Can you output the records below exactly as they are written?

» Data extracted from a collection
++++++++++++++++++++

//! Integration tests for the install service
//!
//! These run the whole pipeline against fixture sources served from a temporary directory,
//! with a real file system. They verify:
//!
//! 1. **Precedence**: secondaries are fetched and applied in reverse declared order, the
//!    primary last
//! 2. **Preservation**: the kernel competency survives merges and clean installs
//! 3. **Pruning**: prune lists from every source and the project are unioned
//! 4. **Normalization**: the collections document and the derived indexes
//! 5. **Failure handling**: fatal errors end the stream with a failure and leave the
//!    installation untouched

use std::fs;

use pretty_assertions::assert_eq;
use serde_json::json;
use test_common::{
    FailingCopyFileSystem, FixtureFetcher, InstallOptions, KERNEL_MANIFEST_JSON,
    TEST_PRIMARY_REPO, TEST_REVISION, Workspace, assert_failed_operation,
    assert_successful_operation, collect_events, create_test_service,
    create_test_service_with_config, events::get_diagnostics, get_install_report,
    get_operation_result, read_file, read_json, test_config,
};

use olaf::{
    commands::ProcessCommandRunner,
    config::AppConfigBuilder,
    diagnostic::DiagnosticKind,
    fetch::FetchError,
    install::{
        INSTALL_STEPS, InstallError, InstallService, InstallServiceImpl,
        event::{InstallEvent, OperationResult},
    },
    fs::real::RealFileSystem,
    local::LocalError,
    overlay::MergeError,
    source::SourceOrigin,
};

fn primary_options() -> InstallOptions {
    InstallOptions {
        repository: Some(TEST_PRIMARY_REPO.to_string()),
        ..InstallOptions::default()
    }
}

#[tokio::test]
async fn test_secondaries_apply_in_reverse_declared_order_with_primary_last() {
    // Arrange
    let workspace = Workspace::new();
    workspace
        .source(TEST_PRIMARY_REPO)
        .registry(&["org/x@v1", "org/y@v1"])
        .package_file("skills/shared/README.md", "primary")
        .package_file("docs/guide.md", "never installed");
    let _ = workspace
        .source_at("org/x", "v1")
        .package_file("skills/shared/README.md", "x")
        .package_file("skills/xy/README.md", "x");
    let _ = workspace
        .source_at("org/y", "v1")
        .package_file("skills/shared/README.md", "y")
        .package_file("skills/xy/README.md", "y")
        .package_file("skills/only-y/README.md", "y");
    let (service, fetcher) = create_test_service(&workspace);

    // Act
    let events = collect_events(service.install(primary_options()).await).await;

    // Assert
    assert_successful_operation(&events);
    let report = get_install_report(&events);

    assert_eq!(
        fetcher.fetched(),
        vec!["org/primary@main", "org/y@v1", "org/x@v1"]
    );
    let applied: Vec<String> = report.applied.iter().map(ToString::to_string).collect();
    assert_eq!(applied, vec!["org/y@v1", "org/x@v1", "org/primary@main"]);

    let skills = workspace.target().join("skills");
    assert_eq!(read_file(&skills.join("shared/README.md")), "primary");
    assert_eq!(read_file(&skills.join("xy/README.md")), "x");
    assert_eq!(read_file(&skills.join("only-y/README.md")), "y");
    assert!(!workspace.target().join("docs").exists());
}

++++++++++++++++++++

» Expected answer
//! Integration tests for the install service
//!
//! These run the whole pipeline against fixture sources served from a temporary directory,
//! with a real file system. They verify:
//!
//! 1. **Precedence**: secondaries are fetched and applied in reverse declared order, the
//!    primary last
//! 2. **Preservation**: the kernel competency survives merges and clean installs
//! 3. **Pruning**: prune lists from every source and the project are unioned
//! 4. **Normalization**: the collections document and the derived indexes
//! 5. **Failure handling**: fatal errors end the stream with a failure and leave the
//!    installation untouched

use std::fs;

use pretty_assertions::assert_eq;
use serde_json::json;
use test_common::{
    FailingCopyFileSystem, FixtureFetcher, InstallOptions, KERNEL_MANIFEST_JSON,
    TEST_PRIMARY_REPO, TEST_REVISION, Workspace, assert_failed_operation,
    assert_successful_operation, collect_events, create_test_service,
    create_test_service_with_config, events::get_diagnostics, get_install_report,
    get_operation_result, read_file, read_json, test_config,
};

use olaf::{
    commands::ProcessCommandRunner,
    config::AppConfigBuilder,
    diagnostic::DiagnosticKind,
    fetch::FetchError,
    install::{
        INSTALL_STEPS, InstallError, InstallService, InstallServiceImpl,
        event::{InstallEvent, OperationResult},
    },
    fs::real::RealFileSystem,
    local::LocalError,
    overlay::MergeError,
    source::SourceOrigin,
};

fn primary_options() -> InstallOptions {
    InstallOptions {
        repository: Some(TEST_PRIMARY_REPO.to_string()),
        ..InstallOptions::default()
    }
}

#[tokio::test]
async fn test_secondaries_apply_in_reverse_declared_order_with_primary_last() {
    // Arrange
    let workspace = Workspace::new();
    workspace
        .source(TEST_PRIMARY_REPO)
        .registry(&["org/x@v1", "org/y@v1"])
        .package_file("skills/shared/README.md", "primary")
        .package_file("docs/guide.md", "never installed");
    let _ = workspace
        .source_at("org/x", "v1")
        .package_file("skills/shared/README.md", "x")
        .package_file("skills/xy/README.md", "x");
    let _ = workspace
        .source_at("org/y", "v1")
        .package_file("skills/shared/README.md", "y")
        .package_file("skills/xy/README.md", "y")
        .package_file("skills/only-y/README.md", "y");
    let (service, fetcher) = create_test_service(&workspace);

    // Act
    let events = collect_events(service.install(primary_options()).await).await;

    // Assert
    assert_successful_operation(&events);
    let report = get_install_report(&events);

    assert_eq!(
        fetcher.fetched(),
        vec!["org/primary@main", "org/y@v1", "org/x@v1"]
    );
    let applied: Vec<String> = report.applied.iter().map(ToString::to_string).collect();
    assert_eq!(applied, vec!["org/y@v1", "org/x@v1", "org/primary@main"]);

    let skills = workspace.target().join("skills");
    assert_eq!(read_file(&skills.join("shared/README.md")), "primary");
    assert_eq!(read_file(&skills.join("xy/README.md")), "x");
    assert_eq!(read_file(&skills.join("only-y/README.md")), "y");
    assert!(!workspace.target().join("docs").exists());
}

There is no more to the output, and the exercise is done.